A friends model quality picture totally reminded me of this and I thought it deserved to be a blog post. I’ve been slack but I have a running list of topics I want to post about when I have the time. I needed to take some time off from the blog so that it wouldn’t be totally graphic posts (stick with me, it is unrelated to these topics) about childbirth, nursing, and young children. And frankly, I’m just tired and my offspring may possibly be making me dumber and crazier. I’m pretty sure they have a schedule on who freaks out when. They know exactly how many days I can go without showering before it directly involves their noses and my complete lack of sanity. The trifecta of unhappiness is yet another post I need to write… But I have derailed. I’m going to keep this very shortish and simple. It’s a story about the humor in life and also the amazing people I am blessed to have as parents, by their own CHOICE. My mom & dad separated and divorced when I was young. Both parents went on to remarry wonderful people. We spent the majority of our school years living primarily with my mom and my step-dad, Tom.

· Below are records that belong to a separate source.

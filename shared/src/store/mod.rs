use async_trait::async_trait;

use crate::error::Result;
use crate::models::PartyReplier;

// Expose the DynamoDB store module
pub mod dynamo;

/// ReplierStore trait defining the interface for reply storage implementations
#[async_trait]
pub trait ReplierStore: Send + Sync + 'static {
    /// Creates a new replier record, failing with `Conflict` if the id is taken
    async fn create_replier(&self, replier: PartyReplier) -> Result<PartyReplier>;

    /// Gets a replier record by ID
    async fn get_replier(&self, id: &str) -> Result<PartyReplier>;

    /// Gets all replier records owned by a user
    async fn get_repliers_by_owner(&self, owner_id: &str) -> Result<Vec<PartyReplier>>;

    /// Gets all replier records where the user appears in any reply list
    async fn get_repliers_by_participant(&self, user_id: &str) -> Result<Vec<PartyReplier>>;

    /// Replaces a stored replier record and stamps its update time.
    ///
    /// `read_at` is the `updated_at` value the caller read; the write fails
    /// with `Conflict` if the stored record has changed since.
    async fn update_replier(&self, replier: PartyReplier, read_at: &str) -> Result<PartyReplier>;

    /// Deletes a replier record
    async fn delete_replier(&self, id: &str) -> Result<()>;
}
use serde::{Deserialize, Serialize};
use uuid::Uuid;

use super::now_str;

/// Bookkeeping fields shared by every stored document.
///
/// Records embed this by value and flatten it onto the wire, so a stored
/// document carries `id`, `createdAt` and `updatedAt` next to its own fields.
#[derive(Serialize, Deserialize, Clone, Debug, PartialEq, Eq)]
pub struct CollectionObject {
    pub id: String,
    #[serde(rename = "createdAt")]
    pub created_at: String,
    #[serde(rename = "updatedAt")]
    pub updated_at: String,
}

impl CollectionObject {
    pub fn new() -> Self {
        let now = now_str();
        Self {
            id: Uuid::new_v4().to_string(),
            created_at: now.clone(),
            updated_at: now,
        }
    }

    pub fn touch(&mut self) {
        self.updated_at = now_str();
    }
}

impl Default for CollectionObject {
    fn default() -> Self {
        Self::new()
    }
}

My mom passed away when I was 15 and my brother was 10 from breast cancer. She truly battled it three times. The majority of ages 8-15 for me greatly involved stages of her cancer or remission. True story, my first date dropped me off at the hospital to see my mom after. And, my first day of high school she was diagnosed with a reoccurrence.
We knew she was terminally ill. She had days towards the end where she was in and out of coherence but she constantly asked where we wanted to live after she passed. I was too in denial to really believe it would happen so a final decision wasn’t made. After she passed, my brother and I ended up staying with Tom with my real dad’s very gracious blessing. He saw it was better for us not to be uprooted (this is the short version remember).
There was a lot of sadness and heartbreak but there is also a lot of humor in my life. My mom and dad were both incredibly funny people so I really feel like they would appreciate all the humor and who knows, maybe they helped orchestrate some of it.
Anyway, more on all of that in a book because ain’t nobody got time to read a blog post that long.
So fast forward to age 20ish? I was living at home (the one I grew up in from 8 on in NC). I took a break from college and was working full time and taking classes part time at the community college to save money. I later went back full time to a small private (read: $$$$$) college so I’m not sure where my brain was at on that financial move but they had the major I wanted. That’s kind of a funny story too, but one for another day.
So by this time Tom had re-married. (When I was 17 actually) And I’m not even kidding when I say it was to his first wife, Joan. They (re-)married in March of my senior year of high school. It wasn’t a quick decision, Joan moved to the area and got to know my brother and I before (she wasn’t crazy, we could have been total teenage psychopaths). Tom very thoughtfully talked to us about him dating again and our thoughts and feelings. While I was a bratty teenager that knew everything I at least had the sense to know that my mom would have wanted Tom to be happy. And I really do believe she had a hand in sending Joan to us.
So I’m living with my brother, step-dad, and step-step-mom in the house I grew up in. I’m 20ish and things aren’t going according to my perfect life plan. Everyone got along, I just wasn’t headed to Med School like I thought I would be. I was working full time while my friends were all away at college.
Tom and Joan are both saints, for endless reasons. The most obvious and basic in regard to this story is that they raised (reared, whatev) two teenagers that were not their own biologically. By choice. TEENAGERS. Seriously. Joan didn’t come in and remove all the family pictures with my mom in them (they are still there now despite that my brother and I have said it’s ok with us for them to come down or even if they wanted to move).
So, on the fridge there were the normal family pictures of cousins and friends. Notes, announcements, etc… There was this small red magnetic heart frame there as well. The frame still had the photo that came in it. One day I jokingly asked Joan & Tom if they planned to ever put a legit photo in it. I wish you could see their faces with the combination of confusion and sarcasm as the following conversation took place.
Joan- “But that’s a picture of you?!?”
Me- “Nope.”
Tom- “That’s you when you were little.”
Me- “Nope” (cue the laughter)
Joan- “Are you sure?!?”
Me- “I’m pretty sure I know myself.” (removing the CARDBOARD photo to show them).
Laughter.
For 5 years some cute (she did look like me, ha) little picture frame model held a spot on the fridge because they really thought it was me. They didn’t know me at that age in the photo. And in fairness, she looked like me. That’s funny stuff. And it shows their hearts at the same time, not taking down all the memories even though it had to be very awkward for them both.
Always look for the funny, or you will go crazy. Or just embrace the crazy.
PS- My kids get their chunk cheeks honestly.